Stored data >>
--------------------

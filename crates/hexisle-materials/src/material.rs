//! Surface descriptions for every renderable in the island scene.

use bytemuck::{Pod, Zeroable};
use glam::Vec3;
use hexisle_terrain::MaterialClass;

use crate::texture::TextureSlot;

/// sRGB-encoded channel to linear, piecewise as in the sRGB transfer function.
pub fn srgb_to_linear(c: f32) -> f32 {
    if c < 0.04045 {
        c * 0.077_399_38
    } else {
        (c * 0.947_867_3 + 0.052_132_7).powf(2.4)
    }
}

/// `0xRRGGBB` as sRGB components in `[0, 1]`.
pub fn srgb_from_hex(hex: u32) -> Vec3 {
    let channel = |shift: u32| ((hex >> shift) & 0xFF) as f32 / 255.0;
    Vec3::new(channel(16), channel(8), channel(0))
}

/// `0xRRGGBB` decoded and converted to linear.
pub fn linear_from_hex(hex: u32) -> Vec3 {
    let srgb = srgb_from_hex(hex);
    Vec3::new(
        srgb_to_linear(srgb.x),
        srgb_to_linear(srgb.y),
        srgb_to_linear(srgb.z),
    )
}

/// Lighting model a material is shaded with.
#[derive(Debug, Clone, Copy, PartialEq, Eq)]
pub enum ShadingModel {
    /// Metal/rough with transmission support.
    Physical,
    /// Metal/rough only.
    Standard,
}

#[derive(Debug, Clone, PartialEq)]
pub struct MaterialDesc {
    pub name: &'static str,
    pub model: ShadingModel,
    /// Linear RGB multiplier applied to the base map.
    pub base_color: Vec3,
    pub base_map: Option<TextureSlot>,
    /// Texture whose green channel scales roughness and blue channel scales metalness.
    pub roughness_metalness_map: Option<TextureSlot>,
    pub roughness: f32,
    pub metalness: f32,
    /// Scale of the environment contribution.
    pub env_intensity: f32,
    pub transmission: f32,
    pub ior: f32,
    pub thickness: f32,
    /// Use face normals instead of interpolated ones.
    pub flat_shading: bool,
    pub double_sided: bool,
    /// Alpha-blended and drawn after the opaque pass.
    pub transparent: bool,
    /// Drawn into the point light's shadow map.
    pub cast_shadow: bool,
    /// Direct light is attenuated by the shadow map.
    pub receive_shadow: bool,
}

impl Default for MaterialDesc {
    fn default() -> Self {
        Self {
            name: "default",
            model: ShadingModel::Standard,
            base_color: Vec3::ONE,
            base_map: None,
            roughness_metalness_map: None,
            roughness: 1.0,
            metalness: 0.0,
            env_intensity: 1.0,
            transmission: 0.0,
            ior: 1.5,
            thickness: 0.0,
            flat_shading: false,
            double_sided: false,
            transparent: false,
            cast_shadow: false,
            receive_shadow: false,
        }
    }
}

impl MaterialDesc {
    /// Texture a terrain batch is drawn with. Shallow tiles use the darker dirt.
    pub const fn terrain_texture(class: MaterialClass) -> TextureSlot {
        match class {
            MaterialClass::Stone => TextureSlot::Stone,
            MaterialClass::Dirt => TextureSlot::Dirt,
            MaterialClass::Grass => TextureSlot::Grass,
            MaterialClass::Sand => TextureSlot::Sand,
            MaterialClass::Shallow => TextureSlot::Dirt2,
        }
    }

    /// Flat-shaded textured material shared by all terrain batches.
    pub fn terrain(class: MaterialClass) -> Self {
        Self {
            name: class.name(),
            model: ShadingModel::Physical,
            base_map: Some(Self::terrain_texture(class)),
            env_intensity: 0.135,
            flat_shading: true,
            cast_shadow: true,
            receive_shadow: true,
            ..Default::default()
        }
    }

    pub fn water() -> Self {
        Self {
            name: "water",
            model: ShadingModel::Physical,
            base_color: linear_from_hex(0x55AAFF) * 3.0,
            roughness_metalness_map: Some(TextureSlot::Water),
            roughness: 1.0,
            metalness: 0.025,
            env_intensity: 0.2,
            transmission: 1.0,
            ior: 1.4,
            thickness: 1.5,
            transparent: true,
            receive_shadow: true,
            ..Default::default()
        }
    }

    /// Inside and outside of the open basin ring are both visible.
    pub fn basin_wall() -> Self {
        Self {
            name: "basin_wall",
            model: ShadingModel::Physical,
            base_map: Some(TextureSlot::Dirt),
            env_intensity: 0.2,
            double_sided: true,
            receive_shadow: true,
            ..Default::default()
        }
    }

    pub fn basin_floor() -> Self {
        Self {
            name: "basin_floor",
            model: ShadingModel::Physical,
            base_map: Some(TextureSlot::Dirt2),
            env_intensity: 0.1,
            receive_shadow: true,
            ..Default::default()
        }
    }

    pub fn cloud() -> Self {
        Self {
            name: "cloud",
            env_intensity: 0.75,
            flat_shading: true,
            cast_shadow: true,
            ..Default::default()
        }
    }

    pub fn to_uniform(&self) -> MaterialUniform {
        let flag = |b: bool| if b { 1.0 } else { 0.0 };
        let transmission = match self.model {
            ShadingModel::Physical => self.transmission,
            ShadingModel::Standard => 0.0,
        };
        MaterialUniform {
            base_color: self.base_color.extend(1.0).to_array(),
            surface: [
                self.roughness,
                self.metalness,
                self.env_intensity,
                flag(self.flat_shading),
            ],
            transmission: [
                transmission,
                self.ior,
                self.thickness,
                flag(self.roughness_metalness_map.is_some()),
            ],
            shadow: [flag(self.receive_shadow), 0.0, 0.0, 0.0],
        }
    }
}

/// GPU-side material block, 64 bytes, bound at `@group(2) @binding(0)`.
#[repr(C)]
#[derive(Clone, Copy, Debug, PartialEq, Pod, Zeroable)]
pub struct MaterialUniform {
    /// rgb = linear base colour, a = 1.
    pub base_color: [f32; 4],
    /// x = roughness, y = metalness, z = env intensity, w = flat shading flag.
    pub surface: [f32; 4],
    /// x = transmission, y = ior, z = thickness, w = roughness/metalness map flag.
    pub transmission: [f32; 4],
    /// x = receives shadows flag.
    pub shadow: [f32; 4],
}

const _: () = assert!(std::mem::size_of::<MaterialUniform>() == 64);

--------------------

Task description >> A complete and exact reproduction of the data is needed.

Response box >>
filename crates/hexisle-materials/src/material.rs
//! Surface descriptions for every renderable in the island scene.

use bytemuck::{Pod, Zeroable};
use glam::Vec3;
use hexisle_terrain::MaterialClass;

use crate::texture::TextureSlot;

/// sRGB-encoded channel to linear, piecewise as in the sRGB transfer function.
pub fn srgb_to_linear(c: f32) -> f32 {
    if c < 0.04045 {
        c * 0.077_399_38
    } else {
        (c * 0.947_867_3 + 0.052_132_7).powf(2.4)
    }
}

/// `0xRRGGBB` as sRGB components in `[0, 1]`.
pub fn srgb_from_hex(hex: u32) -> Vec3 {
    let channel = |shift: u32| ((hex >> shift) & 0xFF) as f32 / 255.0;
    Vec3::new(channel(16), channel(8), channel(0))
}

/// `0xRRGGBB` decoded and converted to linear.
pub fn linear_from_hex(hex: u32) -> Vec3 {
    let srgb = srgb_from_hex(hex);
    Vec3::new(
        srgb_to_linear(srgb.x),
        srgb_to_linear(srgb.y),
        srgb_to_linear(srgb.z),
    )
}

/// Lighting model a material is shaded with.
#[derive(Debug, Clone, Copy, PartialEq, Eq)]
pub enum ShadingModel {
    /// Metal/rough with transmission support.
    Physical,
    /// Metal/rough only.
    Standard,
}

#[derive(Debug, Clone, PartialEq)]
pub struct MaterialDesc {
    pub name: &'static str,
    pub model: ShadingModel,
    /// Linear RGB multiplier applied to the base map.
    pub base_color: Vec3,
    pub base_map: Option<TextureSlot>,
    /// Texture whose green channel scales roughness and blue channel scales metalness.
    pub roughness_metalness_map: Option<TextureSlot>,
    pub roughness: f32,
    pub metalness: f32,
    /// Scale of the environment contribution.
    pub env_intensity: f32,
    pub transmission: f32,
    pub ior: f32,
    pub thickness: f32,
    /// Use face normals instead of interpolated ones.
    pub flat_shading: bool,
    pub double_sided: bool,
    /// Alpha-blended and drawn after the opaque pass.
    pub transparent: bool,
    /// Drawn into the point light's shadow map.
    pub cast_shadow: bool,
    /// Direct light is attenuated by the shadow map.
    pub receive_shadow: bool,
}

impl Default for MaterialDesc {
    fn default() -> Self {
        Self {
            name: "default",
            model: ShadingModel::Standard,
            base_color: Vec3::ONE,
            base_map: None,
            roughness_metalness_map: None,
            roughness: 1.0,
            metalness: 0.0,
            env_intensity: 1.0,
            transmission: 0.0,
            ior: 1.5,
            thickness: 0.0,
            flat_shading: false,
            double_sided: false,
            transparent: false,
            cast_shadow: false,
            receive_shadow: false,
        }
    }
}

impl MaterialDesc {
    /// Texture a terrain batch is drawn with. Shallow tiles use the darker dirt.
    pub const fn terrain_texture(class: MaterialClass) -> TextureSlot {
        match class {
            MaterialClass::Stone => TextureSlot::Stone,
            MaterialClass::Dirt => TextureSlot::Dirt,
            MaterialClass::Grass => TextureSlot::Grass,
            MaterialClass::Sand => TextureSlot::Sand,
            MaterialClass::Shallow => TextureSlot::Dirt2,
        }
    }

    /// Flat-shaded textured material shared by all terrain batches.
    pub fn terrain(class: MaterialClass) -> Self {
        Self {
            name: class.name(),
            model: ShadingModel::Physical,
            base_map: Some(Self::terrain_texture(class)),
            env_intensity: 0.135,
            flat_shading: true,
            cast_shadow: true,
            receive_shadow: true,
            ..Default::default()
        }
    }

    pub fn water() -> Self {
        Self {
            name: "water",
            model: ShadingModel::Physical,
            base_color: linear_from_hex(0x55AAFF) * 3.0,
            roughness_metalness_map: Some(TextureSlot::Water),
            roughness: 1.0,
            metalness: 0.025,
            env_intensity: 0.2,
            transmission: 1.0,
            ior: 1.4,
            thickness: 1.5,
            transparent: true,
            receive_shadow: true,
            ..Default::default()
        }
    }

    /// Inside and outside of the open basin ring are both visible.
    pub fn basin_wall() -> Self {
        Self {
            name: "basin_wall",
            model: ShadingModel::Physical,
            base_map: Some(TextureSlot::Dirt),
            env_intensity: 0.2,
            double_sided: true,
            receive_shadow: true,
            ..Default::default()
        }
    }

    pub fn basin_floor() -> Self {
        Self {
            name: "basin_floor",
            model: ShadingModel::Physical,
            base_map: Some(TextureSlot::Dirt2),
            env_intensity: 0.1,
            receive_shadow: true,
            ..Default::default()
        }
    }

    pub fn cloud() -> Self {
        Self {
            name: "cloud",
            env_intensity: 0.75,
            flat_shading: true,
            cast_shadow: true,
            ..Default::default()
        }
    }

    pub fn to_uniform(&self) -> MaterialUniform {
        let flag = |b: bool| if b { 1.0 } else { 0.0 };
        let transmission = match self.model {
            ShadingModel::Physical => self.transmission,
            ShadingModel::Standard => 0.0,
        };
        MaterialUniform {
            base_color: self.base_color.extend(1.0).to_array(),
            surface: [
                self.roughness,
                self.metalness,
                self.env_intensity,
                flag(self.flat_shading),
            ],
            transmission: [
                transmission,
                self.ior,
                self.thickness,
                flag(self.roughness_metalness_map.is_some()),
            ],
            shadow: [flag(self.receive_shadow), 0.0, 0.0, 0.0],
        }
    }
}

/// GPU-side material block, 64 bytes, bound at `@group(2) @binding(0)`.
#[repr(C)]
#[derive(Clone, Copy, Debug, PartialEq, Pod, Zeroable)]
pub struct MaterialUniform {
    /// rgb = linear base colour, a = 1.
    pub base_color: [f32; 4],
    /// x = roughness, y = metalness, z = env intensity, w = flat shading flag.
    pub surface: [f32; 4],
    /// x = transmission, y = ior, z = thickness, w = roughness/metalness map flag.
    pub transmission: [f32; 4],
    /// x = receives shadows flag.
    pub shadow: [f32; 4],
}

const _: () = assert!(std::mem::size_of::<MaterialUniform>() == 64);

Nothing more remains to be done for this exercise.